Yamamoto Daisuke, Tomomatsu Nobuyoshi, Nakamura Taishi, Takahara Namiaki, Kurasawa Yasuhiro, Yoda Tetsuya
Department of Maxillofacial Surgery, Tokyo Medical and Dental University, Tokyo, Japan.
J Craniofac Surg. 2025 May 1;36(3):e242-e246. doi: 10.1097/SCS.0000000000010745. Epub 2024 Oct 7.
Notably, many studies have focused on the bony interference in the maxillary segment when performing maxillary superior repositioning; however, few reports have described the interference with the inferior nasal turbinate. Therefore, the authors aimed to retrospectively analyze the soft tissue or bone tissue volume of the inferior nasal turbinate and the accuracy of maxillary superior repositioning in Le Fort I osteotomy (LF1). The authors included 83 patients with facial deformities who underwent conventional LF1 (maxillary molar elevation between 4.0 and 6.0 mm) with/without bilateral sagittal split ramus osteotomy. The ratio of the soft tissue of the inferior turbinate to that of the inferior nasal cavity was used to divide the participants into 2 subgroups (large and small ratio). Similarly, the bony tissue volume of the inferior turbinate was used to divide the participants into 2 subgroups (large and small bony tissues), and the planned or actual amount of superior repositioning was compared 3 dimensionally. In the soft tissue group, the subgroups showed no significant differences ( P =0.934). However, the actual maxillary superior repositioning was significantly lower in the large bone group than in the planned maxillary elevation group ( P <0.01). In cases where the maxillary molar needs to be elevated by >4 mm and the bone tissue of the inferior nasal turbinate is well developed, an adjunctive technique such as horseshoe osteotomy or partial inferior turbinate resection should be considered in addition to LF1 to avoid interference between the inferior nasal turbinate and the maxillary bone fragments.

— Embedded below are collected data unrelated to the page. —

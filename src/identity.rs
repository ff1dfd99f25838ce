use crate::errors::AgentError;

/// Resolve the name under which this node reports to the shared store.
///
/// Without an identity neither telemetry attribution nor command targeting
/// is well-defined, so callers must treat a failure here as fatal at
/// startup rather than retry it.
pub fn resolve_node_name() -> Result<String, AgentError> {
    let name = gethostname::gethostname();
    let name = name.to_string_lossy().trim().to_string();
    if name.is_empty() {
        return Err(AgentError::SystemLookup(
            "hostname resolved to an empty string".to_string(),
        ));
    }
    Ok(name)
}
use std::sync::atomic::{AtomicBool, Ordering};
use std::sync::Arc;

use tokio::sync::Notify;

/// Cooperative shutdown flag shared by both polling loops.
///
/// Loops check `is_triggered` at each tick boundary and race their
/// inter-tick sleep against `wait`, so a signal never has to interrupt an
/// in-flight store write.
#[derive(Debug, Default)]
pub struct Shutdown {
    triggered: AtomicBool,
    notify: Notify,
}

impl Shutdown {
    pub fn new() -> Arc<Self> {
        Arc::new(Self::default())
    }

    /// Request shutdown. Idempotent; only the first call notifies waiters.
    pub fn trigger(&self) {
        if !self.triggered.swap(true, Ordering::SeqCst) {
            self.notify.notify_waiters();
        }
    }

    pub fn is_triggered(&self) -> bool {
        self.triggered.load(Ordering::SeqCst)
    }

    pub async fn wait(&self) {
        if self.is_triggered() {
            return;
        }
        self.notify.notified().await;
    }
}
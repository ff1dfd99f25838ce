//! Poll scheduler
//!
//! Two independent fixed-interval loops over one shared store handle: the
//! telemetry tick samples devices and upserts the snapshot, the command
//! tick drains pending work for this node. A tick body failure is logged
//! and skipped; only the shutdown handle ends a loop.

use std::sync::Arc;

use chrono::Utc;
use tracing::{debug, error, info};

use crate::commands::{process_commands, CommandRunner};
use crate::config::AgentConfig;
use crate::errors::AgentError;
use crate::shutdown::Shutdown;
use crate::store::{sync_snapshot, AgentStore};
use crate::telemetry::{collect_sample, SensorSource};

/// Everything the loops need, constructed once at startup and shared.
pub struct AgentContext {
    pub node_name: String,
    pub config: AgentConfig,
    pub store: Arc<dyn AgentStore>,
    pub sensor: Arc<dyn SensorSource>,
    pub runner: Arc<dyn CommandRunner>,
}

pub async fn run_telemetry_loop(ctx: Arc<AgentContext>, shutdown: Arc<Shutdown>) {
    info!(node = %ctx.node_name, "telemetry loop started");
    while !shutdown.is_triggered() {
        if let Err(e) = telemetry_tick(&ctx).await {
            error!(node = %ctx.node_name, error = %e, "telemetry tick failed, skipping");
        }
        tokio::select! {
            _ = shutdown.wait() => break,
            _ = tokio::time::sleep(ctx.config.poll_interval) => {}
        }
    }
    info!(node = %ctx.node_name, "telemetry loop stopped");
}

pub async fn run_command_loop(ctx: Arc<AgentContext>, shutdown: Arc<Shutdown>) {
    info!(node = %ctx.node_name, "command loop started");
    while !shutdown.is_triggered() {
        if let Err(e) = command_tick(&ctx).await {
            error!(node = %ctx.node_name, error = %e, "command tick failed, skipping");
        }
        tokio::select! {
            _ = shutdown.wait() => break,
            _ = tokio::time::sleep(ctx.config.poll_interval) => {}
        }
    }
    info!(node = %ctx.node_name, "command loop stopped");
}

async fn telemetry_tick(ctx: &AgentContext) -> Result<(), AgentError> {
    let devices = collect_sample(ctx.sensor.as_ref()).await?;
    let observed_at = Utc::now();
    sync_snapshot(ctx.store.as_ref(), &ctx.node_name, &devices, observed_at).await;
    debug!(node = %ctx.node_name, devices = devices.len(), "telemetry tick done");
    Ok(())
}

async fn command_tick(ctx: &AgentContext) -> Result<(), AgentError> {
    process_commands(ctx.store.as_ref(), ctx.runner.as_ref(), &ctx.node_name).await
}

值得注意的是,许多研究都聚焦于上颌骨上移时上颌段的骨质干扰;然而,很少有报告描述下鼻甲受到的干扰。因此,作者旨在回顾性分析下鼻甲的软组织或骨组织体积以及Le Fort I型截骨术(LF1)中上颌骨上移的准确性。作者纳入了83例面部畸形患者,这些患者接受了常规LF1手术(上颌磨牙抬高4.0至6.0毫米),伴或不伴双侧矢状劈开下颌支截骨术。使用下鼻甲软组织与下鼻腔软组织的比例将参与者分为2个亚组(比例大与比例小)。同样,根据下鼻甲的骨组织体积将参与者分为2个亚组(骨组织大与骨组织小),并对计划或实际的上移量进行三维比较。在软组织组中,亚组间无显著差异(P = 0.934)。然而,大骨组的实际上颌骨上移明显低于计划上颌抬高组(P < 0.01)。在上颌磨牙需要抬高>4毫米且下鼻甲骨组织发育良好的情况下,除LF1外,应考虑采用马蹄形截骨术或部分下鼻甲切除术等辅助技术,以避免下鼻甲与上颌骨碎片之间的干扰。